BBVA-OpenMind-Ilustracion-Michelle-Baddeley-Economia-conductual_El paso de los transeúntes se refleja en la fachada de un centro comercial de la zona de compras de Omotesando, Tokio, marzo de 2013
El paso de los transeúntes se refleja en la fachada de un centro comercial de la zona de compras de Omotesando, Tokio, marzo de 2013

Una característica clave del sesgo del presente es que no todos somos igual de susceptibles. Algunos tenemos más autocontrol que otros y hay una extensa y creciente literatura sobre diferencias individuales, incluidos rasgos de la personalidad y el papel que desempeñan a la hora de explicar nuestros distintos grados de susceptibilidad al sesgo del presente. Siguiendo las enseñanzas de los psicólogos, los economistas conductuales están empleando test de personalidad para ayudar a explicar algunas de las diferencias en la susceptibilidad a sesgos como el del presente. Uno de los conjuntos de test más usados hoy por los economistas conductuales es el test de los Cinco Grandes Factores de la Personalidad (conocido en inglés por el acrónimo OCEAN).

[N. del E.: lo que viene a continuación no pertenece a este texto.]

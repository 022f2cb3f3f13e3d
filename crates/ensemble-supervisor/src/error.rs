//! ---
//! ens_section: "05-external-interfaces"
//! ens_subsection: "module"
//! ens_type: "source"
//! ens_scope: "code"
//! ens_description: "Remote process supervisor client."
//! ens_version: "v0.1.0"
//! ens_owner: "tbd"
//! ---
use thiserror::Error;

/// Errors raised by [`SupervisorClient`](crate::SupervisorClient) calls.
#[derive(Debug, Error)]
pub enum SupervisorError {
    /// The host/port/path triple does not form a valid URL.
    #[error("invalid supervisor endpoint: {0}")]
    Endpoint(#[from] url::ParseError),
    /// Connecting, sending, or reading the response failed.
    #[error("supervisor transport error: {0}")]
    Transport(#[from] reqwest::Error),
    /// The endpoint answered with a non-success HTTP status.
    #[error("supervisor returned HTTP status {status}")]
    Http {
        /// HTTP status code.
        status: u16,
    },
    /// The response body is not a well-formed XML-RPC payload of the expected shape.
    #[error("malformed XML-RPC payload: {0}")]
    Protocol(String),
    /// The supervisor answered with an XML-RPC fault.
    #[error("XML-RPC fault {code}: {message}")]
    Fault {
        /// Fault code reported by the supervisor (e.g. 10 for `BAD_NAME`).
        code: i64,
        /// Fault string reported by the supervisor.
        message: String,
    },
}

impl SupervisorError {
    pub(crate) fn protocol(message: impl Into<String>) -> Self {
        Self::Protocol(message.into())
    }

    /// True when the error stems from the connection rather than from the payload.
    pub fn is_transport(&self) -> bool {
        matches!(self, Self::Transport(_) | Self::Http { .. })
    }
}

Estos cinco factores son: Apertura a la experiencia, Responsabilidad (tesón), Extraversión, Cordialidad/Amabilidad y Estabilidad emocional. En su análisis del impacto de las diferencias individuales en el éxito económico, Lex Borghans y el premio Nobel de Economía James Heckman encontraron, por ejemplo, que el tesón es un rasgo de la personalidad estrechamente relacionado con el éxito en la vida, lo que confirmaba hallazgos anteriores del psicólogo Walter Mischel, famoso por el experimento del malvavisco, que estudiaba la capacidad de niños de resistirse a la tentación cuando tenían que elegir entre comerse un malvavisco hoy o dos mañana. Aquellos niños que mostraban mayor autocontrol a la hora de resistir la tentación también tenían más probabilidades de triunfar en la vida (Borghans et al., 2008; Mischel, 2014).

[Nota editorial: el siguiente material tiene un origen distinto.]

//! ---
//! ens_section: "04-orchestration"
//! ens_subsection: "module"
//! ens_type: "source"
//! ens_scope: "code"
//! ens_description: "Ensemble lifecycle orchestrator."
//! ens_version: "v0.1.0"
//! ens_owner: "tbd"
//! ---
//! Resource providers: pure, synchronous descriptions of the networks and
//! services an ensemble consists of, evaluated once per `start()`.

use std::fmt;

use ensemble_runtime::{Network, Service, StartedNetwork, StartedService};
use indexmap::IndexMap;

use crate::error::{ConfigurationError, EnsembleError};
use crate::id::EnsembleId;

/// Named, not yet started networks.
pub type NetworkPairs = Vec<(String, Box<dyn Network>)>;
/// Named, not yet started services.
pub type ServicePairs = Vec<(String, Box<dyn Service>)>;

type NetworkFn = dyn Fn(&EnsembleId) -> Result<NetworkPairs, EnsembleError> + Send + Sync;
type ServiceFn =
    dyn Fn(&EnsembleId, &StartedNetworks) -> Result<ServicePairs, EnsembleError> + Send + Sync;

/// Describes networks for an ensemble id.
pub struct NetworkProvider {
    provide: Box<NetworkFn>,
}

impl NetworkProvider {
    /// Provider yielding exactly one named network.
    pub fn single<F>(f: F) -> Self
    where
        F: Fn(&EnsembleId) -> Result<(String, Box<dyn Network>), EnsembleError>
            + Send
            + Sync
            + 'static,
    {
        Self {
            provide: Box::new(move |id| f(id).map(|pair| vec![pair])),
        }
    }

    /// Provider yielding any number of named networks, in start order.
    pub fn batch<F>(f: F) -> Self
    where
        F: Fn(&EnsembleId) -> Result<NetworkPairs, EnsembleError> + Send + Sync + 'static,
    {
        Self {
            provide: Box::new(f),
        }
    }

    /// Evaluate the provider.
    pub fn provide(&self, id: &EnsembleId) -> Result<NetworkPairs, EnsembleError> {
        (self.provide)(id)
    }
}

impl fmt::Debug for NetworkProvider {
    fn fmt(&self, f: &mut fmt::Formatter<'_>) -> fmt::Result {
        f.debug_struct("NetworkProvider").finish_non_exhaustive()
    }
}

/// Describes services for an ensemble id, given read access to the started
/// networks.
pub struct ServiceProvider {
    provide: Box<ServiceFn>,
}

impl ServiceProvider {
    /// Provider yielding exactly one named service.
    pub fn single<F>(f: F) -> Self
    where
        F: Fn(&EnsembleId, &StartedNetworks) -> Result<(String, Box<dyn Service>), EnsembleError>
            + Send
            + Sync
            + 'static,
    {
        Self {
            provide: Box::new(move |id, networks| f(id, networks).map(|pair| vec![pair])),
        }
    }

    /// Provider yielding any number of named services, in start order.
    pub fn batch<F>(f: F) -> Self
    where
        F: Fn(&EnsembleId, &StartedNetworks) -> Result<ServicePairs, EnsembleError>
            + Send
            + Sync
            + 'static,
    {
        Self {
            provide: Box::new(f),
        }
    }

    /// Provider attaching test-support services to the network called
    /// `network`. Fails with [`ConfigurationError::MissingNetwork`] when the
    /// ensemble did not start that network.
    pub fn fixture<F>(network: impl Into<String>, f: F) -> Self
    where
        F: Fn(&EnsembleId, &dyn StartedNetwork) -> Result<ServicePairs, EnsembleError>
            + Send
            + Sync
            + 'static,
    {
        let network = network.into();
        Self::batch(move |id, networks| f(id, networks.require(&network)?))
    }

    /// Evaluate the provider.
    pub fn provide(
        &self,
        id: &EnsembleId,
        networks: &StartedNetworks,
    ) -> Result<ServicePairs, EnsembleError> {
        (self.provide)(id, networks)
    }
}

impl fmt::Debug for ServiceProvider {
    fn fmt(&self, f: &mut fmt::Formatter<'_>) -> fmt::Result {
        f.debug_struct("ServiceProvider").finish_non_exhaustive()
    }
}

/// Started networks in start order, keyed by name.
#[derive(Debug, Default)]
pub struct StartedNetworks {
    inner: IndexMap<String, Box<dyn StartedNetwork>>,
}

impl StartedNetworks {
    pub(crate) fn insert(&mut self, name: String, network: Box<dyn StartedNetwork>) {
        self.inner.insert(name, network);
    }

    /// Network registered under `name`.
    pub fn get(&self, name: &str) -> Option<&dyn StartedNetwork> {
        self.inner.get(name).map(|network| network.as_ref())
    }

    /// Network registered under `name`, or a configuration error naming it.
    pub fn require(&self, name: &str) -> Result<&dyn StartedNetwork, ConfigurationError> {
        self.get(name).ok_or_else(|| ConfigurationError::MissingNetwork {
            name: name.to_owned(),
        })
    }

    /// Entries in start order.
    pub fn iter(&self) -> impl DoubleEndedIterator<Item = (&str, &dyn StartedNetwork)> {
        self.inner
            .iter()
            .map(|(name, network)| (name.as_str(), network.as_ref()))
    }

    /// Names in start order.
    pub fn names(&self) -> Vec<&str> {
        self.inner.keys().map(String::as_str).collect()
    }

    /// Number of networks.
    pub fn len(&self) -> usize {
        self.inner.len()
    }

    /// Whether no network is registered.
    pub fn is_empty(&self) -> bool {
        self.inner.is_empty()
    }
}

/// Started services in start order, keyed by name.
#[derive(Debug, Default)]
pub struct StartedServices {
    inner: IndexMap<String, Box<dyn StartedService>>,
}

impl StartedServices {
    pub(crate) fn insert(&mut self, name: String, service: Box<dyn StartedService>) {
        self.inner.insert(name, service);
    }

    /// Service registered under `name`.
    pub fn get(&self, name: &str) -> Option<&dyn StartedService> {
        self.inner.get(name).map(|service| service.as_ref())
    }

    /// Entries in start order.
    pub fn iter(&self) -> impl DoubleEndedIterator<Item = (&str, &dyn StartedService)> {
        self.inner
            .iter()
            .map(|(name, service)| (name.as_str(), service.as_ref()))
    }

    /// Names in start order.
    pub fn names(&self) -> Vec<&str> {
        self.inner.keys().map(String::as_str).collect()
    }

    /// Number of services.
    pub fn len(&self) -> usize {
        self.inner.len()
    }

    /// Whether no service is registered.
    pub fn is_empty(&self) -> bool {
        self.inner.is_empty()
    }
}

El futuro: más allá del «empujoncito»

Todas estas aportaciones de la economía conductual están cambiando la economía tradicional y también están influyendo en el diseño de políticas mediante el llamado «empujoncito», como se subrayaba en la introducción. ¿Hay, por tanto, nuevos horizontes para la economía conductual o sabemos ya todo lo que hay que saber? Hacen falta más pruebas que demuestren lo sólidas y efectivas que son en realidad las políticas de impulso y, en ese sentido, ya se han hecho progresos. Otra área ignorada en gran medida hasta fecha reciente es la macroeconomía conductual. El economista británico John Maynard Keynes fue uno de los primeros en analizar las influencias psicológicas, en concreto las convenciones sociales, en los mercados financieros y las consecuencias para la macroeconomía en general (ver, por ejemplo, Keynes, 1936). Algunas de las propuestas de Keynes están siendo reformuladas hoy, por ejemplo, por los premios nobel de economía George Akerlof y Robert Shiller (ver, por ejemplo, Akerlof, 2002; Akerlof y Shiller, 2009). Estas reflexiones las ha complementado recientemente el economista estadounidense George Katona con sus teorías macroeconómicas, en concreto su análisis de los sentimientos del consumidor (Katona, 1975). La influencia de Katona está presente en el Índice de Sentimientos del Consumidor de la Universidad de Michigan, cuyos resultados siguen usándose ampliamente en la actualidad (ver, por ejemplo, Curtin, 2018). Existe un importante obstáculo, sin embargo, para la macroeconomía conductual: es difícil agregar de forma coherente dentro de un modelo macroeconómico las complejidades del comportamiento identificado por economistas conductuales en un contexto microeconómico. No obstante, se están diseñando nuevas metodologías, en forma, por ejemplo, de modelos computacionales basados en agente y aprendizaje automático. Si estos nuevos métodos consiguen aplicarse con éxito al desarrollo de modelos macroeconómicos conductuales coherentes, entonces la economía conductual generará más aportaciones innovadoras nuevas y emocionantes en la próxima década de lo que lo ha hecho en la última.